At the same time, the additional influx of Model Cities money for housing enabled significant experimentation and led to models of design and development not originally envisioned by the vest-pocket housing program. As an example of the program’s original intent, in his 1967 plan for Mott Haven, architect Jonas Vizbaras aimed for a balance of different incomes and housing types, ranging from new townhouses to new mid- and high-rise apartment buildings, as well as rehabilitated tenements within each block. The premise was that the City’s Housing Authority—responsible for building and managing low-income public housing—and newly created nonprofit sponsors—responsible for moderate-income housing—would take the lead in implementing the plans. And indeed, the Housing Authority developed over 900 apartments across five clusters of sites, together known as Betances Houses, for which they engaged seven different architects. Three different nonprofit sponsors took on another 900 apartments on four additional clusters of sites. For various reasons, however, including rising construction costs, shrinking federal funding, and long approval processes, the Housing Authority and the nonprofit sponsors were not able to build the housing within the promised time span, contributing in part to Lindsay’s dilemma of having little to show for Model Cities by late 1969. By 1970, new housing development entities thus began to emerge in an attempt to speed up delivery. In Mott Haven, for instance, these included a national for-profit developer and a newly-created local nonprofit corporation. Model Cities’ financial and political support proved essential to both.

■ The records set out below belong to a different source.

//! Request outcomes.
//!
//! A [`Response`] is produced exactly once per request, whatever the outcome.
//! Status and body facets are read from the transport of the lifecycle that
//! terminated, which after a redirect is the last lifecycle in the chain.

use std::fmt;
use std::sync::Arc;

use bytes::Bytes;
use serde::de::DeserializeOwned;

use callflow_core::{EndStatus, ErrorReason, is_json_media_type};

use crate::error::RequestError;
use crate::lifecycle::Lifecycle;
use crate::transport::Transport;

/// A decoded response body.
#[derive(Clone, Debug, PartialEq)]
pub enum ResponseData {
    /// A parsed JSON value.
    Json(serde_json::Value),
    /// Raw text.
    Text(String),
    /// Raw bytes.
    Bytes(Bytes),
}

impl ResponseData {
    /// Deserialize into a typed value.
    ///
    /// Text and bytes are parsed as JSON first. Returns `None` if the data
    /// does not match `T`.
    pub fn deserialize<T: DeserializeOwned>(self) -> Option<T> {
        match self {
            ResponseData::Json(value) => serde_json::from_value(value).ok(),
            ResponseData::Text(text) => serde_json::from_str(&text).ok(),
            ResponseData::Bytes(bytes) => serde_json::from_slice(&bytes).ok(),
        }
    }

    /// Borrow the JSON value, if this is one.
    pub fn as_json(&self) -> Option<&serde_json::Value> {
        match self {
            ResponseData::Json(value) => Some(value),
            _ => None,
        }
    }

    /// Borrow the text, if this is text.
    pub fn as_text(&self) -> Option<&str> {
        match self {
            ResponseData::Text(text) => Some(text),
            _ => None,
        }
    }
}

/// Decode the body of a finished call.
///
/// A value exposed by the transport (shaped by the response type) wins.
/// Otherwise non-empty text is parsed as JSON when `json` is set or the
/// response declares a JSON content type; a parse failure yields `None`.
/// Any other text is returned raw.
pub(crate) fn decode(transport: &dyn Transport, json: bool) -> Option<ResponseData> {
    if let Some(data) = transport.response() {
        return Some(data);
    }

    let text = transport.response_text()?;
    if !text.is_empty()
        && (json
            || transport
                .response_header("content-type")
                .is_some_and(|ct| is_json_media_type(&ct)))
    {
        return serde_json::from_str(&text).ok().map(ResponseData::Json);
    }

    Some(ResponseData::Text(text))
}

/// The outcome of a request.
///
/// Failures are not errors in the `Result` sense: a request that timed out,
/// was aborted or failed still produces a `Response`, with [`error`] telling
/// why.
///
/// # Example
///
/// ```ignore
/// let response = client.request(RequestOptions::get("https://example.com/items").json(true)).await;
///
/// if response.success() {
///     let items: Vec<Item> = response.json().unwrap_or_default();
/// } else if let Some(reason) = response.error() {
///     eprintln!("request failed: {reason}");
/// }
/// ```
///
/// [`error`]: Response::error
#[derive(Clone)]
pub struct Response {
    lifecycle: Arc<Lifecycle>,
    end_status: EndStatus,
    cause: Option<RequestError>,
}

impl Response {
    pub(crate) fn new(
        lifecycle: Arc<Lifecycle>,
        end_status: EndStatus,
        cause: Option<RequestError>,
    ) -> Self {
        Self {
            lifecycle,
            end_status,
            cause,
        }
    }

    /// The lifecycle that produced this response.
    pub fn lifecycle(&self) -> &Arc<Lifecycle> {
        &self.lifecycle
    }

    /// How the terminating attempt ended.
    pub fn end_status(&self) -> EndStatus {
        self.end_status
    }

    /// HTTP status, `0` when unavailable.
    pub fn status(&self) -> u16 {
        self.lifecycle.status()
    }

    /// HTTP status text, empty when unavailable.
    pub fn status_text(&self) -> String {
        self.lifecycle.status_text()
    }

    /// Returns true for a status in `200..300`.
    pub fn success(&self) -> bool {
        (200..300).contains(&self.status())
    }

    /// Why the request failed: only set for `timeout`, `abort` and `error`.
    pub fn error(&self) -> Option<ErrorReason> {
        self.end_status.reason()
    }

    /// The error captured when the request failed.
    pub fn cause(&self) -> Option<&RequestError> {
        self.cause.as_ref()
    }

    /// A response header value.
    pub fn header(&self, name: &str) -> Option<String> {
        self.lifecycle.response_header(name)
    }

    /// The raw response text.
    pub fn text(&self) -> Option<String> {
        self.lifecycle.transport().response_text()
    }

    /// Decode the response body.
    ///
    /// Decoding happens on every call; nothing is cached. JSON parse
    /// failures yield `None`.
    pub fn data(&self) -> Option<ResponseData> {
        let json = self.lifecycle.options().is_json();
        decode(&**self.lifecycle.transport(), json)
    }

    /// Decode the response body into a typed value.
    pub fn json<T: DeserializeOwned>(&self) -> Option<T> {
        self.data()?.deserialize()
    }
}

impl fmt::Debug for Response {
    fn fmt(&self, f: &mut fmt::Formatter<'_>) -> fmt::Result {
        f.debug_struct("Response")
            .field("url", &self.lifecycle.options().url())
            .field("end_status", &self.end_status)
            .field("status", &self.status())
            .field("cause", &self.cause)
            .finish()
    }
}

The first project was a large-scale rehabilitation effort. In late 1969, Boston-based developer Coldwell Wingate initiated what would become known as the Beekman Houses. The project would ultimately encompass the rehabilitation of thirty-two tenement buildings on several adjacent blocks, creating over 1,350 new apartments within the old shells. Beekman was made possible by federal mortgage subsidies, but just as importantly, by private investment, incentivized through various new tax measures. Provisions in the 1969 Tax Reform Act permitted individuals to shelter income from taxes by investing in low-income housing; they could additionally deduct losses through accelerated depreciation, a benefit that was available for any real estate venture. Beekman Houses involved many such investors, the best known of which being the Tisch family, co-owners of the entertainment giant Loews.23
The Beekman Houses project was designed by architects Beyer Blinder Belle. The architects connected as many adjacent buildings as possible in order to introduce elevators, and gutted interiors to rebuild with fewer, but more varied and generally larger apartments. In connecting modernization on the interior with traditionalism on the exterior, Beyer Blinder Belle were at the forefront of defining a new approach to historic preservation. By coupling private equity investment with generous direct and indirect public subsidies, the Beekman project cemented what would become and remain to this day the dominant model in low-income housing development: subsidized, private, for-profit development.

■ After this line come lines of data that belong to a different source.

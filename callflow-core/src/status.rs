//! Terminal status tags.
//!
//! - [`EndStatus`]: How a single transport attempt concluded
//! - [`ErrorReason`]: The failure subset of [`EndStatus`] surfaced on responses

use std::fmt;
use std::str::FromStr;

use serde::Serialize;

/// How a transport attempt concluded.
///
/// `Redirect` is transient: the attempt is finished, but its outcome is the
/// outcome of the request that follows the redirect. Every other status
/// settles the outcome immediately.
#[derive(Clone, Copy, Debug, PartialEq, Eq, Hash, Serialize)]
#[serde(rename_all = "snake_case")]
pub enum EndStatus {
    Success,
    Redirect,
    Timeout,
    Abort,
    Error,
}

impl EndStatus {
    /// Get the string representation of this status.
    pub fn as_str(&self) -> &'static str {
        match self {
            EndStatus::Success => "success",
            EndStatus::Redirect => "redirect",
            EndStatus::Timeout => "timeout",
            EndStatus::Abort => "abort",
            EndStatus::Error => "error",
        }
    }

    /// Returns whether reaching this status settles the request outcome.
    ///
    /// Only [`EndStatus::Redirect`] defers settlement.
    pub fn settles(&self) -> bool {
        !matches!(self, EndStatus::Redirect)
    }

    /// The failure reason carried by this status, if any.
    ///
    /// # Example
    ///
    /// ```
    /// use callflow_core::{EndStatus, ErrorReason};
    ///
    /// assert_eq!(EndStatus::Timeout.reason(), Some(ErrorReason::Timeout));
    /// assert_eq!(EndStatus::Success.reason(), None);
    /// assert_eq!(EndStatus::Redirect.reason(), None);
    /// ```
    pub fn reason(&self) -> Option<ErrorReason> {
        match self {
            EndStatus::Timeout => Some(ErrorReason::Timeout),
            EndStatus::Abort => Some(ErrorReason::Abort),
            EndStatus::Error => Some(ErrorReason::Error),
            EndStatus::Success | EndStatus::Redirect => None,
        }
    }
}

impl fmt::Display for EndStatus {
    fn fmt(&self, f: &mut fmt::Formatter<'_>) -> fmt::Result {
        f.write_str(self.as_str())
    }
}

/// Error returned when parsing an unknown status name.
#[derive(Clone, Debug, PartialEq, Eq)]
pub struct UnknownStatus(pub String);

impl fmt::Display for UnknownStatus {
    fn fmt(&self, f: &mut fmt::Formatter<'_>) -> fmt::Result {
        write!(f, "unknown status: {}", self.0)
    }
}

impl std::error::Error for UnknownStatus {}

impl FromStr for EndStatus {
    type Err = UnknownStatus;

    fn from_str(s: &str) -> Result<Self, Self::Err> {
        match s {
            "success" => Ok(EndStatus::Success),
            "redirect" => Ok(EndStatus::Redirect),
            "timeout" => Ok(EndStatus::Timeout),
            "abort" => Ok(EndStatus::Abort),
            "error" => Ok(EndStatus::Error),
            other => Err(UnknownStatus(other.to_string())),
        }
    }
}

/// Why a request did not complete.
#[derive(Clone, Copy, Debug, PartialEq, Eq, Hash, Serialize)]
#[serde(rename_all = "snake_case")]
pub enum ErrorReason {
    /// The timeout elapsed before the call completed.
    Timeout,
    /// The caller cancelled the call.
    Abort,
    /// The transport reported a failure, or the request could not be set up.
    Error,
}

impl ErrorReason {
    /// Get the string representation of this reason.
    pub fn as_str(&self) -> &'static str {
        match self {
            ErrorReason::Timeout => "timeout",
            ErrorReason::Abort => "abort",
            ErrorReason::Error => "error",
        }
    }
}

impl fmt::Display for ErrorReason {
    fn fmt(&self, f: &mut fmt::Formatter<'_>) -> fmt::Result {
        f.write_str(self.as_str())
    }
}

impl From<ErrorReason> for EndStatus {
    fn from(reason: ErrorReason) -> Self {
        match reason {
            ErrorReason::Timeout => EndStatus::Timeout,
            ErrorReason::Abort => EndStatus::Abort,
            ErrorReason::Error => EndStatus::Error,
        }
    }
}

A second innovation in housing made possible by Model Cities in Mott Haven took shape through the creation of a nonprofit, local community corporation, a type of entity that is today generally referred to a as a Community Development Corporation (CDC). In late 1971, the South Bronx Community Housing Corporation (SBCHC) was officially incorporated. The idea had originated with US Senator Jacob Javits, who rallied key financial business executives to sit on the corporation’s board and give the new corporation needed credibility at city and federal levels. By 1972, this calculation of coupling local activists with Wall Street players proved successful: the city agency originally designated with coordinating the moderate-income housing in Mott Haven passed all its sites and the annual Model Cities operating budget of $7 million to the new local corporation. For the first time, a community corporation had gained full control of a Model Cities program—precisely what all the fighting between the city and the local committees in Harlem-East Harlem, Central Brooklyn, and the South Bronx in 1968 had been about.

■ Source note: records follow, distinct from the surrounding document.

/// A raw event listener attached directly to a transport.
pub type Listener = Arc<dyn Fn(&TransportEvent) + Send + Sync>;

/// Delivers transport events to the owning lifecycle.
///
/// Emitting never blocks. Events emitted after the lifecycle has finished
/// are discarded.
#[derive(Clone, Debug)]
pub struct EventSink {
    tx: mpsc::UnboundedSender<TransportEvent>,
}

impl EventSink {
    pub(crate) fn channel() -> (Self, mpsc::UnboundedReceiver<TransportEvent>) {
        let (tx, rx) = mpsc::unbounded_channel();
        (Self { tx }, rx)
    }

    /// Deliver an event.
    pub fn emit(&self, event: TransportEvent) {
        let _ = self.tx.send(event);
    }
}

/// Listener registry plus the lifecycle sink.
///
/// Cloning is cheap; implementations typically clone the target out of
/// their locked state and dispatch without holding the lock.
#[derive(Clone, Default)]
pub struct EventTarget {
    listeners: Vec<(EventKind, Listener)>,
    sink: Option<EventSink>,
}

impl EventTarget {
    /// Create an empty target.
    pub fn new() -> Self {
        Self::default()
    }

    /// Install the lifecycle sink, replacing any previous one.
    pub fn set_sink(&mut self, sink: EventSink) {
        self.sink = Some(sink);
    }

    /// Register a listener for one event kind.
    pub fn add(&mut self, kind: EventKind, listener: Listener) {
        self.listeners.push((kind, listener));
    }

    /// Remove a listener previously registered for `kind`.
    ///
    /// Listeners are matched by identity, not by behaviour.
    pub fn remove(&mut self, kind: EventKind, listener: &Listener) {
        self.listeners
            .retain(|(k, l)| !(*k == kind && Arc::ptr_eq(l, listener)));
    }

    /// Number of registered listeners.
    pub fn listener_count(&self) -> usize {
        self.listeners.len()
    }

    /// Deliver an event to matching listeners, then to the sink.
    pub fn dispatch(&self, event: TransportEvent) {
        self.notify(&event);
        if let Some(sink) = &self.sink {
            sink.emit(event);
        }
    }

    /// Deliver the closing sequence of a call: `readystatechange` to DONE,
    /// `terminal`, then `loadend`.
    ///
    /// Listeners see that order. The sink receives `terminal` first, so the
    /// lifecycle settles on the reported outcome without waiting on the
    /// readystate fallback.
    pub fn dispatch_end(&self, terminal: TransportEvent, progress: ProgressEvent) {
        let done = TransportEvent::ReadyStateChange(ReadyState::Done);
        let end = TransportEvent::LoadEnd(progress);
        self.notify(&done);
        self.notify(&terminal);
        self.notify(&end);
        if let Some(sink) = &self.sink {
            sink.emit(terminal);
            sink.emit(done);
            sink.emit(end);
        }
    }

    fn notify(&self, event: &TransportEvent) {
        let kind = event.kind();
        for (k, listener) in &self.listeners {
            if *k == kind {
                listener(event);
            }
        }
    }
}

impl fmt::Debug for EventTarget {
    fn fmt(&self, f: &mut fmt::Formatter<'_>) -> fmt::Result {
        f.debug_struct("EventTarget")
            .field("listeners", &self.listeners.len())
            .field("sink", &self.sink.is_some())
            .finish()
    }
}

/// One transport call.
///
/// Methods are called by the lifecycle in this order: `set_event_sink`,
/// `add_event_listener`, `open`, `set_with_credentials`, `set_timeout`,
/// `set_request_header`, `set_response_type`, `send`. `abort` may be called
/// at any time. Read accessors may be called at any time and report
/// whatever the call has received so far.
///
/// Implementations may dispatch events synchronously from inside `abort`.
/// Listeners must not call back into the lifecycle that owns the transport
/// while handling such an event.
pub trait Transport: Send + 'static {
    /// Prepare the call. Requests are always asynchronous.
    fn open(&mut self, method: &Method, url: &str) -> Result<(), TransportError>;

    /// Include credentials (cookies, auth) with the call. Only valid after `open`.
    fn set_with_credentials(&mut self, enabled: bool) -> Result<(), TransportError>;

    /// Arm the transport's own timeout.
    fn set_timeout(&mut self, timeout: Duration);

    /// Choose how the response body is exposed through [`Transport::response`].
    fn set_response_type(&mut self, response_type: ResponseType);

    /// Add a request header. Only valid after `open`.
    fn set_request_header(
        &mut self,
        name: &HeaderName,
        value: &HeaderValue,
    ) -> Result<(), TransportError>;

    /// Install the sink that receives every event of this call.
    fn set_event_sink(&mut self, sink: EventSink);

    /// Attach a raw listener.
    fn add_event_listener(&mut self, kind: EventKind, listener: Listener);

    /// Detach a raw listener.
    fn remove_event_listener(&mut self, kind: EventKind, listener: &Listener);

    /// Start the call.
    fn send(&mut self, body: Option<Body>) -> Result<(), TransportError>;

    /// Cancel the call.
    fn abort(&mut self);

    /// Current ready state.
    fn ready_state(&self) -> ReadyState;

    /// Response status, `0` when unavailable.
    fn status(&self) -> u16;

    /// Response status text, empty when unavailable.
    fn status_text(&self) -> String;

    /// Response body as text, if any has been received.
    fn response_text(&self) -> Option<String>;

    /// Response body shaped by the response type, if the transport provides one.
    fn response(&self) -> Option<ResponseData>;

    /// A response header value.
    fn response_header(&self, name: &str) -> Option<String>;
}

/// Produces a fresh transport for every attempt.
pub trait Connect: Send + Sync + 'static {
    /// Create a transport for one call.
    fn connect(&self) -> Box<dyn Transport>;
}

impl<F> Connect for F
where
    F: Fn() -> Box<dyn Transport> + Send + Sync + 'static,
{
    fn connect(&self) -> Box<dyn Transport> {
        self()
    }
}

#[cfg(test)]
mod tests {
    use super::*;
    use std::sync::Mutex;
    use std::sync::atomic::{AtomicUsize, Ordering};

    fn counting_listener(counter: &Arc<AtomicUsize>) -> Listener {
        let counter = counter.clone();
        Arc::new(move |_event: &TransportEvent| {
            counter.fetch_add(1, Ordering::SeqCst);
        })
    }

    #[test]
    fn test_event_kind_round_trip_names() {
        assert_eq!("loadstart".parse::<EventKind>(), Ok(EventKind::LoadStart));
        assert_eq!(
            "upload.progress".parse::<EventKind>(),
            Ok(EventKind::UploadProgress)
        );
        assert_eq!(
            "unload".parse::<EventKind>(),
            Err(UnknownEvent("unload".into()))
        );
        assert_eq!(EventKind::ReadyStateChange.to_string(), "readystatechange");
    }

    #[test]
    fn test_event_kind_of_event() {
        assert_eq!(TransportEvent::Load.kind(), EventKind::Load);
        assert_eq!(
            TransportEvent::UploadProgress(ProgressEvent::default()).kind(),
            EventKind::UploadProgress
        );
        assert_eq!(TransportEvent::Timeout(None).kind(), EventKind::Timeout);
    }

    #[test]
    fn test_ready_state_ordering() {
        assert!(ReadyState::Unsent < ReadyState::Opened);
        assert!(ReadyState::Loading < ReadyState::Done);
        assert_eq!(ReadyState::Done as u8, 4);
    }

    #[test]
    fn test_event_target_dispatches_by_kind() {
        let loads = Arc::new(AtomicUsize::new(0));
        let mut target = EventTarget::new();
        target.add(EventKind::Load, counting_listener(&loads));

        target.dispatch(TransportEvent::Load);
        target.dispatch(TransportEvent::Error(None));

        assert_eq!(loads.load(Ordering::SeqCst), 1);
    }

    #[test]
    fn test_event_target_dispatch_end_sends_outcome_first() {
        let seen = Arc::new(Mutex::new(Vec::new()));
        let mut target = EventTarget::new();
        for kind in [EventKind::ReadyStateChange, EventKind::Load, EventKind::LoadEnd] {
            let seen = seen.clone();
            target.add(
                kind,
                Arc::new(move |event: &TransportEvent| {
                    seen.lock().unwrap().push(event.kind());
                }),
            );
        }
        let (sink, mut rx) = EventSink::channel();
        target.set_sink(sink);

        target.dispatch_end(TransportEvent::Load, ProgressEvent::new(3, Some(3)));

        assert_eq!(
            *seen.lock().unwrap(),
            vec![EventKind::ReadyStateChange, EventKind::Load, EventKind::LoadEnd]
        );
        assert_eq!(rx.try_recv().unwrap(), TransportEvent::Load);
        assert_eq!(
            rx.try_recv().unwrap(),
            TransportEvent::ReadyStateChange(ReadyState::Done)
        );
        assert_eq!(
            rx.try_recv().unwrap(),
            TransportEvent::LoadEnd(ProgressEvent::new(3, Some(3)))
        );
    }

    #[test]
    fn test_event_target_remove_by_identity() {
        let counter = Arc::new(AtomicUsize::new(0));
        let kept = counting_listener(&counter);
        let removed = counting_listener(&counter);

        let mut target = EventTarget::new();
        target.add(EventKind::Load, kept.clone());
        target.add(EventKind::Load, removed.clone());
        target.remove(EventKind::Load, &removed);
        // Same listener, different kind: nothing to remove.
        target.remove(EventKind::Error, &kept);

        assert_eq!(target.listener_count(), 1);
        target.dispatch(TransportEvent::Load);
        assert_eq!(counter.load(Ordering::SeqCst), 1);
    }

    #[test]
    fn test_event_target_forwards_to_sink() {
        let (sink, mut rx) = EventSink::channel();
        let mut target = EventTarget::new();
        target.set_sink(sink);

        target.dispatch(TransportEvent::ReadyStateChange(ReadyState::Done));

        assert_eq!(
            rx.try_recv().unwrap(),
            TransportEvent::ReadyStateChange(ReadyState::Done)
        );
    }

    #[test]
    fn test_event_sink_ignores_closed_channel() {
        let (sink, rx) = EventSink::channel();
        drop(rx);
        sink.emit(TransportEvent::Load);
    }

    #[test]
    fn test_progress_event_length_computable() {
        assert!(ProgressEvent::new(10, Some(20)).length_computable());
        assert!(!ProgressEvent::new(10, None).length_computable());
    }
}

The corporation’s first project was the new construction of forty-four split-level, two-unit row houses, clustered on four sites, designed by architects Ciardullo/Ehmann. Plaza Borinquen, as it would become known, preceded the better-known version of the low-rise, high-density prototype designed by Kenneth Frampton in Brownsville.24 As a building type, Borinquen spearheaded the shift toward the two-unit model that would become the basic formula for low-income homeownership throughout the city in the 1980s. As a development model, the creation of the SBCHC was part of the movement to shift decision making, financial, and management responsibilities from a central authority to small-scale players, or what has been called the “decentralized housing network.”25
As different as the Beekman Houses and Plaza Borinquen were, their development and design approaches resulted from unprecedented experiments made possible by Model Cities, something that critics then and historians since have rarely, if ever, acknowledged. Model Cities sat squarely across the assumed divide of top-down and bottom-up, embracing the need for both broad governmental action and citizen empowerment. The program also extended the idea of “partnership” from one between citizens and government to include private enterprise, as both Beekman Houses and Plaza Borinquen show. Whether this blending of large-scale private capital and community-level planning, as was then tested and has since become a dominant model, was the only possible outcome of this decade of fertile experiments, is another question. Ultimately, these early public-private partnerships prevented neither the for-profit Beekman nor the nonprofit Borinquen from shortcomings in management, financial troubles, and even default. In both cases, as early as the 1980s, affordability could only be preserved by new rounds of public subsidies to new owners. In the meantime, public housing, owned and operated by a governmental agency, was never able to recover from the reorganization of federal housing policy in the mid-1970s. In Mott Haven, this has meant that Betances Houses, a project as thoughtfully designed as its for-profit and nonprofit siblings, has struggled to maintain even the most basic level of upkeep and services in light of the continued shrinking of direct federal funding. Fifty years after public housing was considered the trailblazer in vest pocket housing effort, the housing authority is now seeking partnerships with private investors.26
Legacies: Stabilizing
The shifts in models of design, models of development, and models of democracy that resulted from experiments made possible by the Model Cities program were soon to be codified. With their codification, however, some of their productive aspects—productive precisely because of the conflict caused by fundamental debate around socio-economic inequality—also came to an end. At the level of local democracy, community participation became the norm. Every New York City planning process in 2018 must involve local residents. And yet, since 1975, when the structure and mandate of Community Boards was last revised, their members retain advisory powers only, with no budgetary powers of their own. In other words, Community Boards make no binding decisions, but merely issue comments; the decisions are made at the City Council level. This can be understood as a direct lesson that officials took away from the early and chaotic attempts of Model Cities to implement “widespread citizen participation”: don’t give away too much power. The perpetual invocation of “the community,” while not structurally ceding any real power to it, has led to contradictory situations. In late 2016, for example, fifty out of fifty-nine Community Boards rejected Mayor De Blasio’s proposal for up-zoning low-income neighborhoods. Residents feared, above all, that allowing developers to build more—even if affordable housing were required as part of the new developments—would raise property values overall, leading to their displacement. Nevertheless, the City Council passed the administration’s proposals largely unaltered.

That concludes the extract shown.